Though my mind is firmly on the whole “our dinner was not a date” mantra, my heart—and other vital and not-so-vital organs—clearly didn’t get the memo. In my heart’s defense, the dinner was pretty date-like. More date-like than most real dates I’ve been on. The crux of my adrenaline overload is simple to puzzle out now.
We’re nearing the part of a date where things would always go horribly wrong for me in the past.
The goodbye kiss. Or lack of one.
This is the point when all of my dates realized I wasn’t worth the trouble and dumped/ghosted my ass.

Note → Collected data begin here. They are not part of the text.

use anchor_lang::prelude::*;
use crate::{
    constants::{MAX_BPS, MAX_REFERRAL_DEPTH, MAX_TIER, TIER_BUCKETS},
    error::QuestRewardsError
};

// Seeker-side tax rates
#[derive(AnchorSerialize, AnchorDeserialize, Debug, Clone, Copy, Default, PartialEq, Eq)]
pub struct SeekerFees {
    pub referral_bp: u64, // Share routed to the seeker's referral chain
    pub platform_bp: u64  // Share routed to the platform revenue pool
}

impl SeekerFees {
    // This function validates the rate sum (must not exceed 100%)
    pub fn validate(&self) -> Result<()> {
        let sum = self
            .referral_bp
            .checked_add(self.platform_bp)
            .ok_or(QuestRewardsError::TaxRateTooHigh)?;
        require!(sum <= MAX_BPS, QuestRewardsError::TaxRateTooHigh);
        Ok(())
    }

    pub fn total_bp(&self) -> u64 {
        self.referral_bp + self.platform_bp
    }
}

// Solver-side tax rates
#[derive(AnchorSerialize, AnchorDeserialize, Debug, Clone, Copy, Default, PartialEq, Eq)]
pub struct SolverFees {
    pub referral_bp: u64, // Share routed to the solver's referral chain
    pub platform_bp: u64, // Share routed to the platform revenue pool
    pub treasury_bp: u64  // Share routed to the platform treasury
}

impl SolverFees {
    // This function validates the rate sum (must not exceed 100%)
    pub fn validate(&self) -> Result<()> {
        let sum = self
            .referral_bp
            .checked_add(self.platform_bp)
            .and_then(|sum| sum.checked_add(self.treasury_bp))
            .ok_or(QuestRewardsError::TaxRateTooHigh)?;
        require!(sum <= MAX_BPS, QuestRewardsError::TaxRateTooHigh);
        Ok(())
    }

    pub fn total_bp(&self) -> u64 {
        self.referral_bp + self.platform_bp + self.treasury_bp
    }
}

// One tier-table row: upgrade conditions for reaching a tier
#[derive(AnchorSerialize, AnchorDeserialize, Debug, Clone, Copy, Default, PartialEq, Eq)]
pub struct TierCondition {
    pub xp_threshold: u64,                   // Minimum experience-point balance
    pub min_referrals: [u64; TIER_BUCKETS]   // Minimum referral count per tier bucket 1..=5
}

impl TierCondition {
    // This function checks the upgrade condition against an account's stats
    // Params
    //   xp - The account's experience-point balance
    //   tier_counts - The account's referral counts per tier bucket, summed over depths
    // Return
    //   true if every threshold is satisfied
    pub fn is_met(&self, xp: u64, tier_counts: &[u64; TIER_BUCKETS]) -> bool {
        if xp < self.xp_threshold {
            return false;
        }
        for (count, min) in tier_counts.iter().zip(self.min_referrals.iter()) {
            if count < min {
                return false;
            }
        }
        true
    }
}

// Treasury selectors for set_treasury
pub const TREASURY_PLATFORM: u8 = 0;
pub const TREASURY_REVENUE_POOL: u8 = 1;
pub const TREASURY_REFERRAL_TAX: u8 = 2;
pub const TREASURY_DISPUTE_FEES: u8 = 3;

// Main state of Program
#[account]
pub struct MainState {
    pub owner: Pubkey,                  // Custodian: the only role allowed to change configuration
    pub master: Pubkey,                 // Master: the only role allowed to override tiers and eligibility
    pub quest_authority: Pubkey,        // Escrow/quest-lifecycle caller allowed into the settlement engine

    pub xp_mint: Pubkey,                // Experience-point mint read at tier-up time
    pub quest_currency_mint: Pubkey,    // The one fungible settlement currency (default = native only)

    pub platform_treasury: Pubkey,      // Solver-tax treasury cut destination
    pub platform_revenue_pool: Pubkey,  // Platform revenue destination
    pub referral_tax_treasury: Pubkey,  // Unassigned referral-pool remainder destination
    pub dispute_fees_treasury: Pubkey,  // Dispute deposit destination

    pub seeker_fees: SeekerFees,        // Seeker-side tax rates
    pub solver_fees: SolverFees,        // Solver-side tax rates
    pub dispute_deposit_bp: u64,        // Dispute deposit rate

    // Referral reward rates: [tier - 1][layer - 1], basis points of the referral pool
    pub referral_rates: [[u64; MAX_REFERRAL_DEPTH]; TIER_BUCKETS],
    // Tier table: upgrade conditions for tiers 1..=5
    pub tier_conditions: [TierCondition; TIER_BUCKETS],

    pub next_account_id: u64            // Monotonic referral-account id counter
}

impl MainState {
    pub const MAX_SIZE: usize = std::mem::size_of::<Self>();    // Size of MainState
    pub const PREFIX_SEED: &'static [u8] = b"main";             // Seed of MainState

    // This function reads a referral reward rate
    // Params
    //   tier - Earner's tier (1..=5)
    //   layer - Referral layer (1..=4)
    // Return
    //   Rate in basis points; 0 for any out-of-range input (never fails)
    pub fn referral_rate(&self, tier: u8, layer: u8) -> u64 {
        if tier == 0 || tier > MAX_TIER || layer == 0 || layer as usize > MAX_REFERRAL_DEPTH {
            return 0;
        }
        self.referral_rates[tier as usize - 1][layer as usize - 1]
    }

    // This function reads all four layer rates for one tier
    pub fn layer_rates(&self, tier: u8) -> [u64; MAX_REFERRAL_DEPTH] {
        let mut rates = [0u64; MAX_REFERRAL_DEPTH];
        for (layer, rate) in rates.iter_mut().enumerate() {
            *rate = self.referral_rate(tier, layer as u8 + 1);
        }
        rates
    }

    // This function reads the tier-table row for upgrading to target_tier
    // Return
    //   None when target_tier is outside 1..=5
    pub fn tier_condition(&self, target_tier: u8) -> Option<TierCondition> {
        if target_tier == 0 || target_tier > MAX_TIER {
            return None;
        }
        Some(self.tier_conditions[target_tier as usize - 1])
    }
}

#[cfg(test)]
mod tests {
    use super::*;
    use crate::constants::{DEF_REFERRAL_RATES, DEF_TIER_MIN_REFERRALS, DEF_TIER_XP_THRESHOLDS};

    fn main_state() -> MainState {
        let mut tier_conditions = [TierCondition::default(); TIER_BUCKETS];
        for (i, condition) in tier_conditions.iter_mut().enumerate() {
            condition.xp_threshold = DEF_TIER_XP_THRESHOLDS[i];
            condition.min_referrals = DEF_TIER_MIN_REFERRALS[i];
        }
        MainState {
            owner: Pubkey::new_unique(),
            master: Pubkey::new_unique(),
            quest_authority: Pubkey::new_unique(),
            xp_mint: Pubkey::new_unique(),
            quest_currency_mint: Pubkey::default(),
            platform_treasury: Pubkey::new_unique(),
            platform_revenue_pool: Pubkey::new_unique(),
            referral_tax_treasury: Pubkey::new_unique(),
            dispute_fees_treasury: Pubkey::new_unique(),
            seeker_fees: SeekerFees { referral_bp: 200, platform_bp: 300 },
            solver_fees: SolverFees { referral_bp: 200, platform_bp: 700, treasury_bp: 100 },
            dispute_deposit_bp: 500,
            referral_rates: DEF_REFERRAL_RATES,
            tier_conditions,
            next_account_id: 1
        }
    }

    #[test]
    fn test_seeker_fees_sum_boundary() {
        assert!(SeekerFees { referral_bp: 9999, platform_bp: 1 }.validate().is_ok());
        assert!(SeekerFees { referral_bp: 9999, platform_bp: 2 }.validate().is_err());
    }

    #[test]
    fn test_solver_fees_sum_boundary() {
        let ok = SolverFees { referral_bp: 5000, platform_bp: 4000, treasury_bp: 1000 };
        assert!(ok.validate().is_ok());
        assert_eq!(ok.total_bp(), 10_000);
        let too_high = SolverFees { referral_bp: 5000, platform_bp: 4000, treasury_bp: 1001 };
        assert!(too_high.validate().is_err());
    }

    #[test]
    fn test_fees_validate_overflowing_sum_is_rejected() {
        // Sums past u64::MAX must come back TaxRateTooHigh, not panic
        let seeker = SeekerFees { referral_bp: u64::MAX, platform_bp: 1 };
        assert!(seeker.validate().is_err());
        let solver = SolverFees { referral_bp: u64::MAX, platform_bp: 1, treasury_bp: 0 };
        assert!(solver.validate().is_err());
        let solver = SolverFees { referral_bp: 1, platform_bp: u64::MAX, treasury_bp: u64::MAX };
        assert!(solver.validate().is_err());
    }

    #[test]
    fn test_referral_rate_permissive_out_of_range() {
        let state = main_state();
        assert_eq!(state.referral_rate(0, 1), 0);
        assert_eq!(state.referral_rate(1, 0), 0);
        assert_eq!(state.referral_rate(6, 1), 0);
        assert_eq!(state.referral_rate(1, 5), 0);
    }

    #[test]
    fn test_referral_rate_in_range() {
        let state = main_state();
        assert_eq!(state.referral_rate(1, 1), DEF_REFERRAL_RATES[0][0]);
        assert_eq!(state.referral_rate(5, 4), DEF_REFERRAL_RATES[4][3]);
        assert_eq!(state.layer_rates(3), DEF_REFERRAL_RATES[2]);
        assert_eq!(state.layer_rates(0), [0; MAX_REFERRAL_DEPTH]);
    }

    #[test]
    fn test_tier_condition_lookup_bounds() {
        let state = main_state();
        assert!(state.tier_condition(0).is_none());
        assert!(state.tier_condition(6).is_none());
        assert_eq!(
            state.tier_condition(1).unwrap().xp_threshold,
            DEF_TIER_XP_THRESHOLDS[0]
        );
    }

    #[test]
    fn test_tier_condition_is_met() {
        let condition = TierCondition {
            xp_threshold: 500,
            min_referrals: [5, 1, 0, 0, 0]
        };
        assert!(condition.is_met(500, &[5, 1, 0, 0, 0]));
        assert!(condition.is_met(9999, &[10, 2, 3, 4, 5]));
        assert!(!condition.is_met(499, &[5, 1, 0, 0, 0])); // not enough xp
        assert!(!condition.is_met(500, &[4, 1, 0, 0, 0])); // bucket 1 short
        assert!(!condition.is_met(500, &[5, 0, 0, 0, 0])); // bucket 2 short
    }
}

I swallow and perform a breathing technique I recently taught to my oh-so-hot student.
Nope. Not working. Nor does reminding my heart—and other organs—that this wasn’t a date.
“You okay?” Tigger asks.
Fuck. We’re not driving anymore.
I glance at the window.
Yep. Home sweet home. Did we teleport here?
“Peachy,” I say belatedly.
Unbuckling the high-end seatbelt, I catch his feline gaze, and the dule of doves throws a prison riot in my belly.
He unbuckles his seatbelt without looking away. “I had a great time.”
Curse him. That’s the most typical post-date, pre-kiss line.
“Me too,” I say—an understatement of my life.
He presses a button, and the car locks pop.
Neither of us moves.
Leave.
Open the door.
Stop staring.
I stay welded to my seat, as if hypnotized—and I’d know what that feels like since one of my roommates is a hypnotist.
Slowly, ever so slowly, a gravity-like force pulls me toward him.
What the fuck?
He leans my way also. He’s not immune to whatever physics, chemistry, or mass insanity is at play here.
Is this finally going to happen? For a second, I let myself have hope.
If there were ever a time when lust could conquer my fears, it would be now. Ever since I’ve seen his naked everything, I’ve been a walking, talking, hormone-producing machine that is ready to blow at any provocation—in more ways than one.
Our lips are now an inch apart.
By Houdini’s balls… are we actually going to kiss?